Reading your News story “The fightback starts here” (Nature 426, 754; 200310.1038/426754a), it is gratifying to see that major organizations and donors are focusing on the health problems of developing countries. Perhaps improved interventions will address diseases such as AIDS, tuberculosis and malaria, but it is not always the lack of technologies and drugs that constitute the problem. As one who has been involved in this battle for many years, I know that improvements in basic public health are also needed.

To maximize the effect of the Global Fund and resources from other donors, a matching international and African effort is needed to refurbish basic health systems. For example, some 50 years ago malaria and tuberculosis in particular were under fairly effective control, at least outside sub-Saharan Africa. Even now, with techniques already on hand, an integrated approach involving indoor application of residual insecticides and using diagnosis and effective treatment would bring malaria under control in many countries. Proper planning and better public health is also needed to improve defective services, such as water and sanitation, which contribute so greatly to developing-world problems.

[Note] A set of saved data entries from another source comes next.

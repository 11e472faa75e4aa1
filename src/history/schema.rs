//! Database schema definitions
//!
//! This module contains the SQL schema for the history database.

/// SQL schema for the database
pub const SCHEMA_SQL: &str = r#"
-- Named value slots; the history list lives in a single slot
CREATE TABLE IF NOT EXISTS slots (
    key TEXT PRIMARY KEY,
    value TEXT NOT NULL,
    updated_at TEXT NOT NULL
);
"#;

/// Initializes the database schema
///
/// # Arguments
///
/// * `conn` - The database connection
///
/// # Returns
///
/// * `Ok(())` - Schema initialized successfully
/// * `Err(rusqlite::Error)` - Failed to initialize schema
pub fn initialize_schema(conn: &rusqlite::Connection) -> Result<(), rusqlite::Error> {
    conn.execute_batch(SCHEMA_SQL)?;
    Ok(())
}
//! Crawl Studio main entry point
//!
//! This is the command-line front end for the Crawl Studio session layer.

use anyhow::{anyhow, bail, Context};
use clap::{Args, Parser, Subcommand};
use crawl_studio::config::{load_config_with_hash, Config};
use crawl_studio::history::{open_history, HistoryCache, HistoryStore, MemoryStore};
use crawl_studio::schema::FieldDraft;
use crawl_studio::session::{Editor, SessionController, SessionState};
use crawl_studio::view::{default_mode, render, ViewMode};
use crawl_studio::HttpCrawlClient;
use std::path::{Path, PathBuf};
use std::sync::Arc;
use tracing_subscriber::EnvFilter;

const EMPTY_HISTORY: &str = "No history yet. Run a crawl to see entries here.";

/// Crawl Studio: compose, run and revisit crawls against a crawl service
#[derive(Parser, Debug)]
#[command(name = "crawl-studio")]
#[command(version)]
#[command(about = "Client for a web crawling and extraction service", long_about = None)]
struct Cli {
    /// Path to TOML configuration file (defaults are used if it does not exist)
    #[arg(short, long, value_name = "CONFIG", default_value = "crawl-studio.toml")]
    config: PathBuf,

    /// Increase logging verbosity (-v, -vv, -vvv)
    #[arg(short, long, action = clap::ArgAction::Count, global = true)]
    verbose: u8,

    /// Suppress non-error output
    #[arg(short, long, conflicts_with = "verbose", global = true)]
    quiet: bool,

    #[command(subcommand)]
    command: Command,
}

#[derive(Subcommand, Debug)]
enum Command {
    /// Crawl a URL and save the result to history
    Crawl(CrawlArgs),

    /// Inspect or clear the crawl history
    History {
        #[command(subcommand)]
        action: HistoryAction,
    },
}

#[derive(Args, Debug)]
struct CrawlArgs {
    /// URL to crawl
    url: String,

    /// Natural-language extraction instruction
    #[arg(short, long)]
    instruction: Option<String>,

    /// Restrict the crawl to elements matching this selector
    #[arg(long)]
    css_selector: Option<String>,

    /// Minimum word count for a content block to be kept
    #[arg(long)]
    word_count_threshold: Option<u32>,

    /// Do not capture a screenshot
    #[arg(long)]
    no_screenshot: bool,

    /// Allow the service to answer from its own cache
    #[arg(long)]
    use_cache: bool,

    /// Keep boilerplate (navigation, ads) in the output
    #[arg(long)]
    no_smart_mode: bool,

    /// Extraction field, repeatable: NAME:SELECTOR[:TYPE] (TYPE is text, html or attribute)
    #[arg(long = "field", value_name = "FIELD")]
    fields: Vec<String>,

    /// Override the default view (raw or structured)
    #[arg(long)]
    view: Option<ViewMode>,
}

#[derive(Subcommand, Debug)]
enum HistoryAction {
    /// List saved crawls, most recent first
    List,

    /// Show a saved crawl
    Show {
        id: String,

        /// Override the default view (raw or structured)
        #[arg(long)]
        view: Option<ViewMode>,
    },

    /// Delete all saved crawls
    Clear,
}

#[tokio::main]
async fn main() -> anyhow::Result<()> {
    let cli = Cli::parse();

    setup_logging(cli.verbose, cli.quiet);

    let config = load_or_default_config(&cli.config)?;

    match cli.command {
        Command::Crawl(args) => handle_crawl(&config, args).await,
        Command::History { action } => handle_history(&config, action).await,
    }
}

/// Sets up the logging/tracing subscriber based on verbosity level
fn setup_logging(verbose: u8, quiet: bool) {
    let filter = if quiet {
        EnvFilter::new("error")
    } else {
        match verbose {
            0 => EnvFilter::new("crawl_studio=info,warn"),
            1 => EnvFilter::new("crawl_studio=debug,info"),
            2 => EnvFilter::new("crawl_studio=trace,debug"),
            _ => EnvFilter::new("trace"),
        }
    };

    tracing_subscriber::fmt()
        .with_env_filter(filter)
        .with_target(false)
        .with_thread_ids(false)
        .with_file(false)
        .with_writer(std::io::stderr)
        .init();
}

/// Loads the config file, or the built-in defaults if it does not exist
fn load_or_default_config(path: &Path) -> anyhow::Result<Config> {
    if !path.exists() {
        tracing::info!("No config at {}, using defaults", path.display());
        return Ok(Config::default());
    }

    let (config, hash) = load_config_with_hash(path)
        .with_context(|| format!("Failed to load configuration from {}", path.display()))?;
    tracing::info!("Configuration loaded (hash: {})", hash);
    Ok(config)
}

/// Parses `NAME:SELECTOR[:TYPE]`
///
/// Selectors may themselves contain colons (`a:hover`), so a trailing segment
/// only counts as the type when it names one.
fn parse_field_arg(arg: &str) -> anyhow::Result<FieldDraft> {
    let (name, rest) = arg
        .split_once(':')
        .ok_or_else(|| anyhow!("Field '{}' must look like NAME:SELECTOR[:TYPE]", arg))?;

    let (selector, field_type) = match rest.rsplit_once(':') {
        Some((selector, ty)) if ty.parse::<crawl_studio::FieldType>().is_ok() => (selector, ty),
        _ => (rest, ""),
    };

    Ok(FieldDraft::parse(name, selector, field_type)?)
}

async fn handle_crawl(config: &Config, args: CrawlArgs) -> anyhow::Result<()> {
    let mut editor = Editor::new(config.request_defaults());
    editor.url = args.url;
    editor.instruction = args.instruction.unwrap_or_default();
    editor.overrides.css_selector = args.css_selector;
    editor.overrides.word_count_threshold = args.word_count_threshold;
    editor.overrides.screenshot = args.no_screenshot.then_some(false);
    editor.overrides.bypass_cache = args.use_cache.then_some(false);
    editor.overrides.smart_mode = args.no_smart_mode.then_some(false);
    for arg in &args.fields {
        editor.schema.push_field(parse_field_arg(arg)?);
    }

    if !editor.can_submit() {
        bail!("A URL is required");
    }
    let request = editor.compose()?;
    let client = HttpCrawlClient::new(&config.service)?;

    match open_history(Path::new(&config.history.database_path)) {
        Ok(history) => run_crawl(client, Arc::new(history), request, args.view).await,
        Err(e) => {
            tracing::warn!("History unavailable, results will not be saved: {}", e);
            let history = Arc::new(HistoryCache::new(MemoryStore::new()));
            run_crawl(client, history, request, args.view).await
        }
    }
}

async fn run_crawl<S: HistoryStore>(
    client: HttpCrawlClient,
    history: Arc<HistoryCache<S>>,
    request: crawl_studio::CrawlRequest,
    view: Option<ViewMode>,
) -> anyhow::Result<()> {
    let mut controller = SessionController::new(client, history);
    controller.submit(request).await?;

    if let Some(mode) = view {
        controller.set_view_mode(mode);
    }

    match controller.state() {
        SessionState::Succeeded(result) => {
            if let Some(id) = controller.active_entry_id() {
                tracing::info!("Saved as history entry {}", id);
            }
            if let Some(uri) = result.screenshot_data_uri() {
                tracing::info!("Screenshot captured ({} bytes as data URI)", uri.len());
            }
            if let Some(content) = controller.displayed_content() {
                println!("{}", content);
            }
            Ok(())
        }
        SessionState::Failed(failure) => bail!("{}", failure),
        state => bail!("Crawl ended in unexpected state: {}", state),
    }
}

async fn handle_history(config: &Config, action: HistoryAction) -> anyhow::Result<()> {
    match open_history(Path::new(&config.history.database_path)) {
        Ok(history) => run_history(&history, action).await,
        Err(e) => {
            tracing::warn!("History unavailable, showing an empty list: {}", e);
            run_history(&HistoryCache::new(MemoryStore::new()), action).await
        }
    }
}

async fn run_history<S: HistoryStore>(
    history: &HistoryCache<S>,
    action: HistoryAction,
) -> anyhow::Result<()> {
    match action {
        HistoryAction::List => {
            let entries = history.list().await;
            if entries.is_empty() {
                println!("{}", EMPTY_HISTORY);
            }
            for entry in entries {
                println!(
                    "{}  {}  {}",
                    entry.id,
                    entry.created_at.format("%Y-%m-%d %H:%M:%S"),
                    truncate(&entry.url, 42)
                );
            }
        }
        HistoryAction::Show { id, view } => {
            let entry = history
                .get(&id)
                .await
                .ok_or_else(|| anyhow!("No history entry with id {}", id))?;
            let mode = view.unwrap_or_else(|| default_mode(&entry.request_options));
            println!("{}", render(&entry.result, mode));
        }
        HistoryAction::Clear => {
            history.clear().await?;
            println!("History cleared");
        }
    }

    Ok(())
}

fn truncate(text: &str, max: usize) -> String {
    if text.chars().count() > max {
        let kept: String = text.chars().take(max - 3).collect();
        format!("{}...", kept)
    } else {
        text.to_string()
    }
}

I hope that international donors will encourage the governments of afflicted countries to take specific steps: to adopt public-health principles by action rather than words; to foster and sustain local expertise in research and development; to show commitment to the well-being of the public and accept that sustainable health programmes require long-term government support.

The issues are both political and financial, and they cannot be ignored indefinitely. Effective public-health infrastructures are essential to the health of the communities that the Global Fund and other agencies wish to assist. These donors could use their influence to ensure that governments develop and use effective health planning. Their objectives should be the rebuilding of local health infrastructures that are sustainably funded, functional and transparent in decision-making. With such changes in hand, these international efforts might have a real chance of succeeding.